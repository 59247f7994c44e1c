//! Dataset — the immutable in-memory table the query engine runs over.

use crate::data::catalog::Instrument;
use crate::domain::SequenceRow;

/// An ordered, read-only collection of sequence rows with provenance.
///
/// Row order is the original CSV order; the engine relies on it for stable
/// tie-breaking and never mutates or removes a row after construction.
#[derive(Debug, Clone)]
pub struct Dataset {
    instrument: Instrument,
    rows: Vec<SequenceRow>,
    fingerprint: String,
    skipped_rows: usize,
}

impl Dataset {
    /// Build a dataset from already-cleaned rows.
    ///
    /// `skipped_rows` is the number of source rows the loader dropped for
    /// missing required fields. The fingerprint is a BLAKE3 hash over every
    /// row field in order, so two loads of the same file agree.
    pub fn new(instrument: Instrument, rows: Vec<SequenceRow>, skipped_rows: usize) -> Self {
        let fingerprint = fingerprint_rows(&rows);
        Self {
            instrument,
            rows,
            fingerprint,
            skipped_rows,
        }
    }

    pub fn instrument(&self) -> Instrument {
        self.instrument
    }

    pub fn rows(&self) -> &[SequenceRow] {
        &self.rows
    }

    pub fn len(&self) -> usize {
        self.rows.len()
    }

    pub fn is_empty(&self) -> bool {
        self.rows.is_empty()
    }

    pub fn fingerprint(&self) -> &str {
        &self.fingerprint
    }

    pub fn skipped_rows(&self) -> usize {
        self.skipped_rows
    }
}

/// BLAKE3 over all row fields in row order.
///
/// Fields are separated by 0x1f and rows by 0x1e so that adjacent values
/// cannot collide across boundaries.
fn fingerprint_rows(rows: &[SequenceRow]) -> String {
    let mut hasher = blake3::Hasher::new();
    for row in rows {
        hasher.update(row.date.to_string().as_bytes());
        hasher.update(&[0x1f]);
        hasher.update(row.weekday.map(|d| d.as_str()).unwrap_or("").as_bytes());
        hasher.update(&[0x1f]);
        for field in [
            Some(row.position_type.as_str()),
            Some(row.start_point.as_str()),
            Some(row.end_point_session.as_str()),
            row.adr_model.as_deref(),
            row.odr_model.as_deref(),
            row.rdr_model.as_deref(),
            row.adr_integrity.as_deref(),
            row.odr_integrity.as_deref(),
            row.model_combination.as_deref(),
        ] {
            hasher.update(field.unwrap_or("").as_bytes());
            hasher.update(&[0x1f]);
        }
        hasher.update(&[0x1e]);
    }
    hasher.finalize().to_hex().to_string()
}
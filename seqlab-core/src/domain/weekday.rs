//! Weekday — day-of-week label attached to each sequence row.

use serde::{Deserialize, Serialize};
use std::fmt;

/// Day of week as recorded in the sequence CSVs (full English names).
///
/// Rows carry `Option<Weekday>`: a missing or unrecognizable cell loads as
/// `None` and never matches a weekday filter.
#[derive(Debug, Clone, Copy, PartialEq, Eq, Hash, PartialOrd, Ord, Serialize, Deserialize)]
pub enum Weekday {
    Sunday,
    Monday,
    Tuesday,
    Wednesday,
    Thursday,
    Friday,
    Saturday,
}

impl Weekday {
    /// All days, in calendar order. Used for option enumeration.
    pub const ALL: [Weekday; 7] = [
        Weekday::Sunday,
        Weekday::Monday,
        Weekday::Tuesday,
        Weekday::Wednesday,
        Weekday::Thursday,
        Weekday::Friday,
        Weekday::Saturday,
    ];

    pub fn as_str(self) -> &'static str {
        match self {
            Weekday::Sunday => "Sunday",
            Weekday::Monday => "Monday",
            Weekday::Tuesday => "Tuesday",
            Weekday::Wednesday => "Wednesday",
            Weekday::Thursday => "Thursday",
            Weekday::Friday => "Friday",
            Weekday::Saturday => "Saturday",
        }
    }

    /// Parse a CSV cell. Accepts full names and three-letter abbreviations,
    /// case-insensitive. Returns `None` for anything else.
    pub fn parse(s: &str) -> Option<Weekday> {
        match s.trim().to_ascii_lowercase().as_str() {
            "sunday" | "sun" => Some(Weekday::Sunday),
            "monday" | "mon" => Some(Weekday::Monday),
            "tuesday" | "tue" | "tues" => Some(Weekday::Tuesday),
            "wednesday" | "wed" => Some(Weekday::Wednesday),
            "thursday" | "thu" | "thur" | "thurs" => Some(Weekday::Thursday),
            "friday" | "fri" => Some(Weekday::Friday),
            "saturday" | "sat" => Some(Weekday::Saturday),
            _ => None,
        }
    }
}

impl From<chrono::Weekday> for Weekday {
    fn from(day: chrono::Weekday) -> Self {
        match day {
            chrono::Weekday::Sun => Weekday::Sunday,
            chrono::Weekday::Mon => Weekday::Monday,
            chrono::Weekday::Tue => Weekday::Tuesday,
            chrono::Weekday::Wed => Weekday::Wednesday,
            chrono::Weekday::Thu => Weekday::Thursday,
            chrono::Weekday::Fri => Weekday::Friday,
            chrono::Weekday::Sat => Weekday::Saturday,
        }
    }
}

impl fmt::Display for Weekday {
    fn fmt(&self, f: &mut fmt::Formatter<'_>) -> fmt::Result {
        f.write_str(self.as_str())
    }
}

★ ★ ★ ★ ★ ★ ★

_What to work on_: Looking at the entries above, copy out every line in which "impl" occurs.

_Written solution_:
impl Dataset {
impl Weekday {
impl From<chrono::Weekday> for Weekday {
impl fmt::Display for Weekday {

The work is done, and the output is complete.